The problem was pervasive and it was widely perceived that there’d be no way to truly solve it because of the perverse incentives that were ingrained across the supply chain.
But fast forward to today, and those shady purveyors are mostly gone.
“The trade in traffic hasn’t been eliminated, but it is substantially harder to buy fake traffic and it’s substantially more expensive to buy realistic-looking fake traffic that will actually get the buyer paid,” Tiffany says. “What that means is that ad fraud to those players … is a substantially less attractive crime, because it’s harder to do and you make less money doing it.”
Part of the challenge, though, is that when one part of the internet gets a little more difficult to defraud, the bad actors move over to where the going is still good.

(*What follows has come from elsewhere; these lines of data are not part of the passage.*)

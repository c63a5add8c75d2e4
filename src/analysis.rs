use std::num::ParseFloatError;

use serde::Serialize;

use crate::error::{Result, SimulationError};
use crate::types::Outcome;

/// Summary of a completed run.
#[derive(Debug, Clone, PartialEq, Serialize)]
pub struct SummaryStatistics {
    pub trial_count: usize,
    pub bankrupt_count: usize,
    /// Share of trials that ran out of money, percent rounded to one decimal.
    pub bankruptcy_probability_percent: f64,
    /// Truncated integer mean of all final values (bankrupt trials count as 0).
    pub mean_outcome: i64,
    pub min_outcome: i64,
    pub max_outcome: i64,
    pub p5_outcome: i64,
    pub p50_outcome: i64,
    pub p95_outcome: i64,
}

/// Running count/sum/min/max over outcomes.
///
/// `merge` is commutative and associative, so partial accumulators built on
/// different workers can be combined in any order.
#[derive(Debug, Clone, Copy, PartialEq, Eq)]
pub struct OutcomeAccumulator {
    pub count: usize,
    pub bankrupt_count: usize,
    pub sum: i128,
    pub min: i64,
    pub max: i64,
}

impl Default for OutcomeAccumulator {
    fn default() -> Self {
        OutcomeAccumulator { count: 0, bankrupt_count: 0, sum: 0, min: i64::MAX, max: i64::MIN }
    }
}

impl OutcomeAccumulator {
    pub fn push(&mut self, outcome: &Outcome) {
        let value = outcome.final_value;
        self.count += 1;
        if value == 0 {
            self.bankrupt_count += 1;
        }
        self.sum += value as i128;
        self.min = self.min.min(value);
        self.max = self.max.max(value);
    }

    pub fn merge(self, other: Self) -> Self {
        OutcomeAccumulator {
            count: self.count + other.count,
            bankrupt_count: self.bankrupt_count + other.bankrupt_count,
            sum: self.sum + other.sum,
            min: self.min.min(other.min),
            max: self.max.max(other.max),
        }
    }

    /// Truncated mean. `None` when nothing has been pushed.
    pub fn mean(&self) -> Option<i64> {
        if self.count == 0 {
            return None;
        }
        Some((self.sum / self.count as i128) as i64)
    }

    /// Bankruptcy percentage rounded to one decimal.
    pub fn bankruptcy_probability_percent(&self) -> Result<f64> {
        if self.count == 0 {
            return Err(SimulationError::Statistics("no outcomes to summarize".to_string()));
        }
        let pct = (100 * self.bankrupt_count) as f64 / self.count as f64;
        round_decimal(pct, 1).map_err(|e| {
            SimulationError::Statistics(format!("cannot round bankruptcy percentage {pct}: {e}"))
        })
    }
}

/// Round to `places` decimals the way the stored binary value dictates.
///
/// Scaling by a power of ten first would add a second rounding step that can
/// turn a value just below or above a half into an exact tie. Formatting
/// rounds the exact value instead and breaks true ties to even.
pub fn round_decimal(value: f64, places: usize) -> std::result::Result<f64, ParseFloatError> {
    format!("{value:.places$}").parse()
}

impl<'a> FromIterator<&'a Outcome> for OutcomeAccumulator {
    fn from_iter<I: IntoIterator<Item = &'a Outcome>>(iter: I) -> Self {
        let mut acc = OutcomeAccumulator::default();
        for outcome in iter {
            acc.push(outcome);
        }
        acc
    }
}

/// Reduce a run's outcomes to summary statistics.
pub fn summarize(outcomes: &[Outcome]) -> Result<SummaryStatistics> {
    if outcomes.is_empty() {
        return Err(SimulationError::Statistics("no outcomes to summarize".to_string()));
    }
    let acc: OutcomeAccumulator = outcomes.iter().collect();

    let mut values: Vec<i64> = outcomes.iter().map(|o| o.final_value).collect();
    values.sort_unstable();
    let (p5, p50, p95) = (
        percentile(&values, 0.05),
        percentile(&values, 0.50),
        percentile(&values, 0.95),
    );

    Ok(SummaryStatistics {
        trial_count: acc.count,
        bankrupt_count: acc.bankrupt_count,
        bankruptcy_probability_percent: acc.bankruptcy_probability_percent()?,
        mean_outcome: acc.mean().unwrap_or(0),
        min_outcome: acc.min,
        max_outcome: acc.max,
        p5_outcome: p5,
        p50_outcome: p50,
        p95_outcome: p95,
    })
}

/// Linear interpolation between closest ranks; `sorted` must be non-empty.
fn percentile(sorted: &[i64], p: f64) -> i64 {
    let n = sorted.len();
    let h = p * (n - 1) as f64;
    let lo = h.floor() as usize;
    let hi = (lo + 1).min(n - 1);
    let frac = h - lo as f64;
    let value = (sorted[lo] as f64 * (1.0 - frac) + sorted[hi] as f64 * frac) as i64;
    value.clamp(sorted[lo], sorted[hi])
}

#[cfg(test)]
mod tests {
    use proptest::prelude::*;

    use super::*;

    fn outcomes(values: &[i64]) -> Vec<Outcome> {
        values
            .iter()
            .map(|&v| if v == 0 { Outcome::bankrupt() } else { Outcome::solvent(v) })
            .collect()
    }

    #[test]
    fn known_values() {
        let s = summarize(&outcomes(&[0, 100, 200, 0, 300])).unwrap();
        assert_eq!(s.trial_count, 5);
        assert_eq!(s.bankrupt_count, 2);
        assert_eq!(s.bankruptcy_probability_percent, 40.0);
        assert_eq!(s.mean_outcome, 120);
        assert_eq!(s.min_outcome, 0);
        assert_eq!(s.max_outcome, 300);
        assert_eq!(s.p50_outcome, 100);
    }

    #[test]
    fn mean_truncates() {
        let s = summarize(&outcomes(&[1, 2])).unwrap();
        assert_eq!(s.mean_outcome, 1);
        let s = summarize(&outcomes(&[0, 0, 5])).unwrap();
        assert_eq!(s.mean_outcome, 1);
    }

    #[test]
    fn probability_rounds_to_one_decimal() {
        // 1 / 3 → 33.333… → 33.3
        let s = summarize(&outcomes(&[0, 10, 10])).unwrap();
        assert_eq!(s.bankruptcy_probability_percent, 33.3);
        // 2 / 3 → 66.666… → 66.7
        let s = summarize(&outcomes(&[0, 0, 10])).unwrap();
        assert_eq!(s.bankruptcy_probability_percent, 66.7);
        // 1 / 400 → 0.25 → ties to even → 0.2
        let mut v = vec![10; 399];
        v.push(0);
        let s = summarize(&outcomes(&v)).unwrap();
        assert_eq!(s.bankruptcy_probability_percent, 0.2);
    }

    #[test]
    fn probability_rounds_the_stored_value() {
        // 100 * 25 / 50_000 is stored just above 0.05.
        let mut v = vec![10; 50_000 - 25];
        v.extend([0; 25]);
        let s = summarize(&outcomes(&v)).unwrap();
        assert_eq!(s.bankruptcy_probability_percent, 0.1);
        // 100 * 9 / 2_000 is stored just above 0.45.
        let mut v = vec![10; 2_000 - 9];
        v.extend([0; 9]);
        let s = summarize(&outcomes(&v)).unwrap();
        assert_eq!(s.bankruptcy_probability_percent, 0.5);
    }

    #[test]
    fn accumulator_percentage_needs_outcomes() {
        let acc = OutcomeAccumulator::default();
        assert!(matches!(acc.bankruptcy_probability_percent(), Err(SimulationError::Statistics(_))));
        let acc = OutcomeAccumulator { count: 2_000, bankrupt_count: 3, ..acc };
        // 0.15 is stored just below the half.
        assert_eq!(acc.bankruptcy_probability_percent().unwrap(), 0.1);
    }

    #[test]
    fn decimal_rounding_follows_stored_value() {
        assert_eq!(round_decimal(0.25, 1).unwrap(), 0.2);
        assert_eq!(round_decimal(0.35, 1).unwrap(), 0.3);
        assert_eq!(round_decimal(0.0002449999999999999, 5).unwrap(), 0.00024);
        assert_eq!(round_decimal(-2.675, 2).unwrap(), -2.67);
    }

    #[test]
    fn empty_outcomes_are_a_statistics_error() {
        assert!(matches!(summarize(&[]), Err(SimulationError::Statistics(_))));
    }

    #[test]
    fn all_bankrupt() {
        let s = summarize(&outcomes(&[0, 0, 0, 0])).unwrap();
        assert_eq!(s.bankruptcy_probability_percent, 100.0);
        assert_eq!(s.mean_outcome, 0);
        assert_eq!(s.max_outcome, 0);
    }

    #[test]
    fn merged_partials_equal_single_pass() {
        let all = outcomes(&[0, 5, 9, 0, 12, 7, 3]);
        let whole: OutcomeAccumulator = all.iter().collect();
        let left: OutcomeAccumulator = all[..3].iter().collect();
        let right: OutcomeAccumulator = all[3..].iter().collect();
        assert_eq!(left.merge(right), whole);
        assert_eq!(right.merge(left), whole);
        assert_eq!(whole.merge(OutcomeAccumulator::default()), whole);
    }

    #[test]
    fn percentile_interpolates() {
        let sorted = [0, 10, 20, 30, 40];
        assert_eq!(percentile(&sorted, 0.0), 0);
        assert_eq!(percentile(&sorted, 0.5), 20);
        assert_eq!(percentile(&sorted, 1.0), 40);
        assert_eq!(percentile(&[7], 0.95), 7);
    }

    proptest! {
        #[test]
        fn summary_invariants(values in prop::collection::vec(
            prop_oneof![Just(0i64), 1i64..10_000_000], 1..500)
        ) {
            let outs = outcomes(&values);
            let s = summarize(&outs).unwrap();
            prop_assert_eq!(s.trial_count, values.len());
            prop_assert_eq!(s.bankrupt_count, values.iter().filter(|&&v| v == 0).count());
            prop_assert!(s.min_outcome <= s.mean_outcome && s.mean_outcome <= s.max_outcome);
            prop_assert!(s.min_outcome <= s.p5_outcome && s.p95_outcome <= s.max_outcome);
            prop_assert!((0.0..=100.0).contains(&s.bankruptcy_probability_percent));
        }
    }
}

We’re looking at you, CTV.
The main driver of fraud innovation in CTV is the increase in spending in that channel, plain and simple. “An increase in spending naturally attracts people who want to fake inventory,” Tiffany says. “And in ad fraud, the game, fundamentally, is to increase inventory.”
“Lately,” he says, “we’ve been shutting down some frankly really creative CTV fraud operations that almost all work by increasing the apparent viewership of something.”
Also in this episode: More on CTV fraud and whether publishers and advertisers are doomed to repeat the mistakes they made in the display world; why Goldman Sachs makes sense as a parent company for White Ops; what Michael Tiffany’s “Human” t-shirts are made out of these days; and his personal connection to the guy who founded natural toothpaste brand Tom’s of Maine.